Stored data entries

══════

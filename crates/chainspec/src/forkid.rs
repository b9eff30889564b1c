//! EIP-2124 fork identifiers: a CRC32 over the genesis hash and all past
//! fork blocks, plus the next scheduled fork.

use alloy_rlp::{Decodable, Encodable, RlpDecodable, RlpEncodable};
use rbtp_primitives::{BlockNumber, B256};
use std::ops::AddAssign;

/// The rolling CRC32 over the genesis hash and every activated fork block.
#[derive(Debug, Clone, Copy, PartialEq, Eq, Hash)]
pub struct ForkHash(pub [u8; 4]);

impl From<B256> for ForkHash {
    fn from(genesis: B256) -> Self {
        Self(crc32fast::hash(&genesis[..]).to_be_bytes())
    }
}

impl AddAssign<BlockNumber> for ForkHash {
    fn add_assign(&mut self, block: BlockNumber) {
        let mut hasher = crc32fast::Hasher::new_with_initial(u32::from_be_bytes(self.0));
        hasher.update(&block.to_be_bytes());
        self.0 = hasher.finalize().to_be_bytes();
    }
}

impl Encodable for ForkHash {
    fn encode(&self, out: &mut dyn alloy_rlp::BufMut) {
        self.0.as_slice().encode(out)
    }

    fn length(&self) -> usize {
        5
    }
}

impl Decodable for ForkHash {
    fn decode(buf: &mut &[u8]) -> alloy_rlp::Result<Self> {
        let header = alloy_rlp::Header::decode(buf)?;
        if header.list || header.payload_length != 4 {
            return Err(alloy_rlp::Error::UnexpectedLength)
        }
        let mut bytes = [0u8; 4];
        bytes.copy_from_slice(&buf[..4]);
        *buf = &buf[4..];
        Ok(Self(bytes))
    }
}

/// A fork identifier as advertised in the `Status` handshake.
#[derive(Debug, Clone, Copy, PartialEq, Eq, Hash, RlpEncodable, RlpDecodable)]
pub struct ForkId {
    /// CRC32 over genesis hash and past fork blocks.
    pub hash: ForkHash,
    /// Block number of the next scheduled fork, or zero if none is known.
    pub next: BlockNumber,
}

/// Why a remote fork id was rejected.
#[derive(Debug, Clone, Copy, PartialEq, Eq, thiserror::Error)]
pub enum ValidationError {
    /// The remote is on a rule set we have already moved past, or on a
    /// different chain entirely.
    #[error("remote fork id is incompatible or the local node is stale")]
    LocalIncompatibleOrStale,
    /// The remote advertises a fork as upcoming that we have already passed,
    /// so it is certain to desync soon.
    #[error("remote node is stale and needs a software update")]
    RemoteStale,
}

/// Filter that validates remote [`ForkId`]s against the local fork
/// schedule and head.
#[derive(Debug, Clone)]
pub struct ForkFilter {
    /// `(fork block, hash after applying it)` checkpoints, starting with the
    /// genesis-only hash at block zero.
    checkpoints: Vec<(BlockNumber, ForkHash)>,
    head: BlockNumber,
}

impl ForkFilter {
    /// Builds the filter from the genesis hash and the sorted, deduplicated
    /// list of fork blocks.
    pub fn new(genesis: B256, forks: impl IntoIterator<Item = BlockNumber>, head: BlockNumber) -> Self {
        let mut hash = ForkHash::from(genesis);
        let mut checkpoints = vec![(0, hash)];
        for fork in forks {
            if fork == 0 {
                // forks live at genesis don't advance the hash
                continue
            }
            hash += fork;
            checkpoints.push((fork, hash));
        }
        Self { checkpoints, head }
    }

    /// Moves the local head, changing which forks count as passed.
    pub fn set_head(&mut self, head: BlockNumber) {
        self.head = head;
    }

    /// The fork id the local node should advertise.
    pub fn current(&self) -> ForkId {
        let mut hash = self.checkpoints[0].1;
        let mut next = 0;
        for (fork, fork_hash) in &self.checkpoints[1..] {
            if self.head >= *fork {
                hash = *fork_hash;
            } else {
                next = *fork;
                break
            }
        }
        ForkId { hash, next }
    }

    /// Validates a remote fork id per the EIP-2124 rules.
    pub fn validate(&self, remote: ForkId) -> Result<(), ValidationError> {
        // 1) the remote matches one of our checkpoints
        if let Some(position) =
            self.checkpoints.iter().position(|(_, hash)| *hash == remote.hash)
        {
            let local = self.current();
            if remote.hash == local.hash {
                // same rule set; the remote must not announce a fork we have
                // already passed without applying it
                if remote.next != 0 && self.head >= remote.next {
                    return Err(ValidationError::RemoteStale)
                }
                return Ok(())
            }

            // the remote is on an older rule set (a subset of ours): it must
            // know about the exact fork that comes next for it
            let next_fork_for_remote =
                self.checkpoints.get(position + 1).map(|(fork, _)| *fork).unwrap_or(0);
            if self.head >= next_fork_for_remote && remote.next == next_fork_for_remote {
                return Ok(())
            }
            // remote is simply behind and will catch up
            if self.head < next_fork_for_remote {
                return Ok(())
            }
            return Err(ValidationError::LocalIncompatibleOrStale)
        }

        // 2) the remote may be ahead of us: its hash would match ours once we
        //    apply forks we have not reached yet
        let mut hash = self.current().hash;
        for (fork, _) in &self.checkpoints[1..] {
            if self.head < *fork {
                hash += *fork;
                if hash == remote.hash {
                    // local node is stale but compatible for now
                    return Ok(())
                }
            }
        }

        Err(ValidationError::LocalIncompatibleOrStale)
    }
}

══════

Starting at the first line of the data above, please restate word for word every line up to and including the one that holds "impl From<B256> for", and add nothing else.

filename crates/chainspec/src/forkid.rs
repository b9eff30889564b1c
//! EIP-2124 fork identifiers: a CRC32 over the genesis hash and all past
//! fork blocks, plus the next scheduled fork.

use alloy_rlp::{Decodable, Encodable, RlpDecodable, RlpEncodable};
use rbtp_primitives::{BlockNumber, B256};
use std::ops::AddAssign;

/// The rolling CRC32 over the genesis hash and every activated fork block.
#[derive(Debug, Clone, Copy, PartialEq, Eq, Hash)]
pub struct ForkHash(pub [u8; 4]);

impl From<B256> for ForkHash {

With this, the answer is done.